El Parque Nacional del Teide, un catálogo de vulcanismo

El Parque Nacional del Teide impone por su imponente edificio central. Este pico de 3.718 metros es el tercer volcán más alto del Planeta, pero el majestuoso Teide no es el único volcán de este espacio. De hecho, está rodeado por cientos de volcanes que constituyen uno de los mayores y más completos catálogos de vulcanismo del mundo. 

La isla de Tenerife constituye un gran edificio volcánico de casi 7.000 metros de altura, desde debajo del nivel del mar y hasta su parte subaérea. El Parque Nacional del Teide, con sus casi 19.000 hectáreas, incluye un sinfín de edificios geológicos entre los que destacan los 17 kilómetros cuadrados de la caldera de las Cañadas y el volcán estromboliano que forma el sistema Pico Viejo-Teide, el único estratovolcán del Archipiélago que se formó en el Pleistoceno y que permanece activo en la actualidad, tal y como demuestran sus fumarolas y erupciones históricas.
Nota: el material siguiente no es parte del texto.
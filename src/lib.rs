//! Prediction orchestration core for an NBA player-prop prediction platform.
//!
//! Exposes the slate/line, staged-write/consolidation, distributed-lock, and
//! grading/self-healing subsystems as a library so both the CLI in `main.rs`
//! and integration tests can drive them directly.

pub mod alerts;
pub mod cache;
pub mod config;
pub mod consolidate;
pub mod domain;
pub mod error;
pub mod grade;
pub mod healing;
pub mod lines;
pub mod lock;
pub mod retry;
pub mod slate;
pub mod staging;
pub mod store;
pub mod worker;
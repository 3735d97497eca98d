//! Exponential backoff with jitter, and a retry-until-deadline driver.
//!
//! The jitter PRNG and backoff formula are lifted from
//! `scrapers::binance_session::BackoffCalculator`: fast xorshift64 state,
//! `base * multiplier^attempt` capped at a ceiling, jittered by `±jitter_factor`.
//! Only the default constants differ — this module serves store calls with a
//! slower cadence (seconds, not milliseconds) and a longer total deadline.

use crate::config::RetryConfig;
use crate::error::{classify, ErrorClass};
use std::time::{Duration, Instant};

/// Backoff calculator with jitter for thundering-herd prevention.
#[derive(Debug)]
pub struct BackoffCalculator {
    config: RetryConfig,
    attempt: u32,
    rng_state: u64,
}

impl BackoffCalculator {
    pub fn new(config: RetryConfig) -> Self {
        Self {
            config,
            attempt: 0,
            rng_state: std::time::SystemTime::now()
                .duration_since(std::time::UNIX_EPOCH)
                .map(|d| d.as_nanos() as u64)
                .unwrap_or(12345)
                | 1,
        }
    }

    #[inline]
    fn next_random(&mut self) -> f64 {
        self.rng_state ^= self.rng_state << 13;
        self.rng_state ^= self.rng_state >> 7;
        self.rng_state ^= self.rng_state << 17;
        (self.rng_state as f64) / (u64::MAX as f64)
    }

    /// Compute the next backoff duration and advance the attempt counter.
    pub fn next_backoff(&mut self) -> Duration {
        let base = (self.config.backoff_initial_ms as f64)
            * self.config.backoff_multiplier.powi(self.attempt as i32);
        let capped = base.min(self.config.backoff_max_ms as f64);

        let jitter_range = capped * self.config.jitter_factor;
        let jitter = (self.next_random() * 2.0 - 1.0) * jitter_range;
        let final_ms = (capped + jitter).max(self.config.backoff_initial_ms as f64 * 0.5);

        self.attempt += 1;
        Duration::from_millis(final_ms as u64)
    }

    pub fn reset(&mut self) {
        self.attempt = 0;
    }

    pub fn attempt(&self) -> u32 {
        self.attempt
    }
}

/// Run `f` until it succeeds, a permanent error surfaces, or the configured
/// total deadline elapses. `f` is retried only for errors `classify`s as
/// transient.
pub async fn retry_with_backoff<F, Fut, T>(config: &RetryConfig, mut f: F) -> anyhow::Result<T>
where
    F: FnMut() -> Fut,
    Fut: std::future::Future<Output = anyhow::Result<T>>,
{
    let deadline = Instant::now() + Duration::from_secs_f64(config.total_deadline_secs);
    let mut backoff = BackoffCalculator::new(config.clone());

    loop {
        match f().await {
            Ok(v) => return Ok(v),
            Err(e) => {
                if classify(&e) == ErrorClass::Permanent {
                    return Err(e);
                }
                if Instant::now() >= deadline {
                    return Err(e.context("retry deadline exceeded"));
                }
                let delay = backoff.next_backoff();
                if Instant::now() + delay >= deadline {
                    return Err(e.context("retry deadline exceeded"));
                }
                tracing::warn!(attempt = backoff.attempt(), delay_ms = delay.as_millis() as u64, error = %e, "transient error, retrying");
                tokio::time::sleep(delay).await;
            }
        }
    }
}

#[cfg(test)]
mod tests {
    use super::*;
    use std::sync::atomic::{AtomicU32, Ordering};

    #[test]
    fn first_backoff_is_near_initial() {
        let config = RetryConfig::default();
        let mut backoff = BackoffCalculator::new(config);
        let d = backoff.next_backoff();
        assert!(d.as_millis() >= 700 && d.as_millis() <= 1_300);
    }

    #[test]
    fn backoff_never_exceeds_max_plus_jitter() {
        let config = RetryConfig::default();
        let mut backoff = BackoffCalculator::new(config.clone());
        for _ in 0..20 {
            let d = backoff.next_backoff();
            let ceiling = (config.backoff_max_ms as f64) * (1.0 + config.jitter_factor);
            assert!((d.as_millis() as f64) <= ceiling);
        }
    }

    #[test]
    fn reset_returns_to_first_attempt() {
        let config = RetryConfig::default();
        let mut backoff = BackoffCalculator::new(config);
        backoff.next_backoff();
        backoff.next_backoff();
        assert_eq!(backoff.attempt(), 2);
        backoff.reset();
        assert_eq!(backoff.attempt(), 0);
    }

    #[tokio::test]
    async fn retries_transient_then_succeeds() {
        let mut config = RetryConfig::default();
        config.backoff_initial_ms = 1;
        config.backoff_max_ms = 2;
        config.total_deadline_secs = 5.0;

        let calls = AtomicU32::new(0);
        let result = retry_with_backoff(&config, || {
            let n = calls.fetch_add(1, Ordering::SeqCst);
            async move {
                if n < 2 {
                    Err(anyhow::anyhow!("service unavailable"))
                } else {
                    Ok(42)
                }
            }
        })
        .await
        .unwrap();

        assert_eq!(result, 42);
        assert_eq!(calls.load(Ordering::SeqCst), 3);
    }

    #[tokio::test]
    async fn gives_up_immediately_on_permanent_error() {
        let config = RetryConfig::default();
        let calls = AtomicU32::new(0);
        let result: anyhow::Result<()> = retry_with_backoff(&config, || {
            calls.fetch_add(1, Ordering::SeqCst);
            async { Err(anyhow::anyhow!("bad request: invalid column")) }
        })
        .await;

        assert!(result.is_err());
        assert_eq!(calls.load(Ordering::SeqCst), 1);
    }
}
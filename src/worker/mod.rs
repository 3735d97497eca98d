pub mod inference;

use crate::domain::prediction::{
    LineProvenance, PredictionRecord, PredictionRequest, Recommendation,
};
use crate::store::sanitize::sanitize_f64;
use anyhow::Result;
use chrono::Utc;
pub use inference::{FeatureVector, InferenceOutput, MovingAverageBaseline, PredictModel};
use uuid::Uuid;

/// Deadband around the line within which a directional call is too thin to
/// make; predictions inside it are recommended `PASS`.
const DEFAULT_DEADBAND: f64 = 0.5;

pub struct Worker {
    model: Box<dyn PredictModel>,
    system_id: String,
}

impl Worker {
    pub fn new(model: Box<dyn PredictModel>, system_id: impl Into<String>) -> Self {
        Self {
            model,
            system_id: system_id.into(),
        }
    }

    /// Run inference for every candidate line in the request and compose one
    /// `PredictionRecord` per line. Does not touch the store — staging the
    /// output is `StagingWriter`'s job, kept separate so inference logic is
    /// testable without a database.
    pub fn handle_request(
        &self,
        request: &PredictionRequest,
        features: &FeatureVector,
    ) -> Result<Vec<PredictionRecord>> {
        let output = self.model.predict(features)?;
        let now = Utc::now();

        let mut records = Vec::with_capacity(request.line_values.len());
        for line in &request.line_values {
            let recommendation =
                Recommendation::derive(output.predicted_points, *line, DEFAULT_DEADBAND);

            // Defense-in-depth: re-check direction after derivation so a
            // record can never leave the worker with a recommendation that
            // contradicts the numeric relation it was computed from.
            debug_assert!(consistent(recommendation, output.predicted_points, *line));

            records.push(PredictionRecord {
                prediction_id: Uuid::new_v4().to_string(),
                game_id: request.game_id.clone(),
                player: request.player.clone(),
                system_id: self.system_id.clone(),
                game_date: request.game_date,
                team: request.team.clone(),
                opponent: request.opponent.clone(),
                home_game: request.home_game,
                current_points_line: *line,
                predicted_points: sanitize_f64(output.predicted_points).unwrap_or(0.0),
                confidence_score: sanitize_f64(output.confidence),
                recommendation,
                is_active: true,
                line_source: request.line_source,
                provenance: LineProvenance {
                    line_source_api: request.provenance.line_source_api.clone(),
                    sportsbook: request.provenance.sportsbook.clone(),
                    line_minutes_before_game: request.provenance.line_minutes_before_game,
                    was_line_fallback: request.provenance.was_line_fallback,
                },
                estimated_line_value: request.estimated_line_value,
                model_version: Some(self.model.version().to_string()),
                feature_quality_score: sanitize_f64(features.quality_score),
                injury_status_at_prediction: request.injury_status_at_prediction.clone(),
                created_at: now,
                updated_at: now,
            });
        }
        Ok(records)
    }
}

fn consistent(recommendation: Recommendation, predicted: f64, line: Option<f64>) -> bool {
    match (recommendation, line) {
        (Recommendation::Over, Some(l)) => predicted > l,
        (Recommendation::Under, Some(l)) => predicted < l,
        (Recommendation::NoLine, None) => true,
        (Recommendation::Pass, _) => true,
        _ => false,
    }
}

#[cfg(test)]
mod tests {
    use super::*;
    use crate::domain::prediction::LineSource;
    use chrono::NaiveDate;

    fn sample_request(line: Option<f64>) -> PredictionRequest {
        PredictionRequest {
            player: "lebron-james".to_string(),
            game_date: NaiveDate::from_ymd_opt(2026, 1, 25).unwrap(),
            game_id: "g1".to_string(),
            team: Some("LAL".to_string()),
            opponent: Some("BOS".to_string()),
            home_game: Some(true),
            projected_minutes: Some(34.0),
            line_values: vec![line],
            actual_prop_line: line,
            line_source: if line.is_some() {
                LineSource::ActualProp
            } else {
                LineSource::NoPropLine
            },
            provenance: LineProvenance::default(),
            estimated_line_value: Some(24.5),
            injury_status_at_prediction: None,
        }
    }

    #[test]
    fn emits_one_record_per_candidate_line() {
        let worker = Worker::new(Box::new(MovingAverageBaseline::with_fixed(27.0, 0.7)), "sys1");
        let request = PredictionRequest {
            line_values: vec![Some(20.0), Some(25.0), Some(30.0)],
            ..sample_request(Some(25.0))
        };
        let features = FeatureVector::default();
        let records = worker.handle_request(&request, &features).unwrap();
        assert_eq!(records.len(), 3);
        assert!(records.iter().all(|r| r.recommendation_is_consistent()));
    }

    #[test]
    fn no_line_mode_emits_no_line_recommendation() {
        let worker = Worker::new(Box::new(MovingAverageBaseline::with_fixed(20.0, 0.5)), "sys1");
        let request = sample_request(None);
        let features = FeatureVector::default();
        let records = worker.handle_request(&request, &features).unwrap();
        assert_eq!(records.len(), 1);
        assert_eq!(records[0].recommendation, Recommendation::NoLine);
    }
}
Visitar este espacio natural puede ser una completa clase de geografía en vivo y una experiencia única para todas las edades. En el Parque Nacional hay también otros ejemplos de formaciones geológicas y vulcanológicas como los domos de Montaña Blanca y Montaña Rajada que son elevaciones del terreno provocadas por el efecto de lavas interiores que no han salido al exterior. 

Luego hay conos volcánicos como es el caso de Montaña Mostaza, que es casi un volcán de estructura perfecta de los que se estudian en los institutos de todo el mundo. 

A esta variedad de vulcanismo hay que añadir otras formas como las fisuras eruptivas abiertas como las que se encuentran en el sur de Pico Viejo, que son grandes aberturas del terreno. 

Otros elementos interesantes desde el punto de vista geológico son los diques o las brechas, que son formaciones de magmas más duros, generalmente basálticos, que en su momento ascendieron y se solidificaron en medio de rocas de otra composición y con los siglos y los milenios han desaparecido debido a la acción de la erosión y que dejan

al descubierto estas formaciones tal y como ocurre con la pared de Ucanca o con algunas que se pueden apreciar en las Siete Cañadas que, en realidad, son más de siete. 

Los Roques de García son, quizá, las formaciones rocosas más fotografiadas, además del Teide, por los 3,5 millones de visitantes que tiene el espacio cada año debido a que acompañan al Roque Cinchado, que se hizo muy famoso al incluirse en el extinto billete de 1.000 pesetas. Son el único afloramiento del antiguo edificio de las Cañadas que se mantiene en el interior de la Caldera. 

Además de estas formaciones, el agua y la erosión han convertido  algunas formaciones del Parque Nacional en imágenes que han dado lugar a los nombres de algunos enclaves, como es el caso de La Corujera, que tiene forma de búho, o El Palomar, una formación específica en rocas sálicas producida por la erosión denominada taffonis.